Hanging over the case, and referenced several times by Judge Pounders, was the fact that during the initial investigation, when Frutis was handcuffed in an LAPD interview room, he was shot in the chest by an officer. The defense at the time argued that the investigation was biased by dint of the shooting — that the officers had framed Frutis to cover up their own misconduct — but testimony regarding the incident was barred at trial. Pounders likewise expressed concern over the shooting, but declined to review the police investigation.

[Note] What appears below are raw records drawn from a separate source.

//! Seed Harvester - polite catalog crawler for seed bank price comparison
//!
//! Crawls product listings of a small set of known storefronts, honouring
//! robots.txt and per-origin politeness delays, extracts product cards into
//! structured records and upserts them idempotently into SQLite.

// Module declarations
pub mod application;
pub mod domain;
pub mod infrastructure;

pub use application::{CrawlJobService, CrawlOrchestrator, JobReport, ScheduledJob, SiteAdapter, SiteKind};
pub use domain::{CrawlJobConfig, CrawlMode, JobResult, ProductCardRecord, SellerIdentity};
pub use infrastructure::AppConfig;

Pounders did, however, take testimony on the substance of Garcia’s confession. Garcia was, like Frutis, a member of the Third Street gang. He explained that he was Christmas shopping in November 1980, days after a fellow gang member had been shot and killed by rivals from Primera Flats, when he saw Jesse Porras, then 15, a member of that gang, strolling through neutral territory. By chance, he said, two other Third Streeters drove by. He flagged them down, left his girlfriend standing on the sidewalk and took off to exact revenge. Porras was beaten to death in broad daylight, across the street from a grade school with scores of children looking on.


Garcia did not elaborate in court, but in statements to prison officials and elsewhere, he identified his accomplices as fellow gangbangers Salvador Moran and Juan Morales. Moran, in fact, was identified during the initial trial as the owner of the car used in the murder, and Garcia’s fingerprints were lifted from the car at the time.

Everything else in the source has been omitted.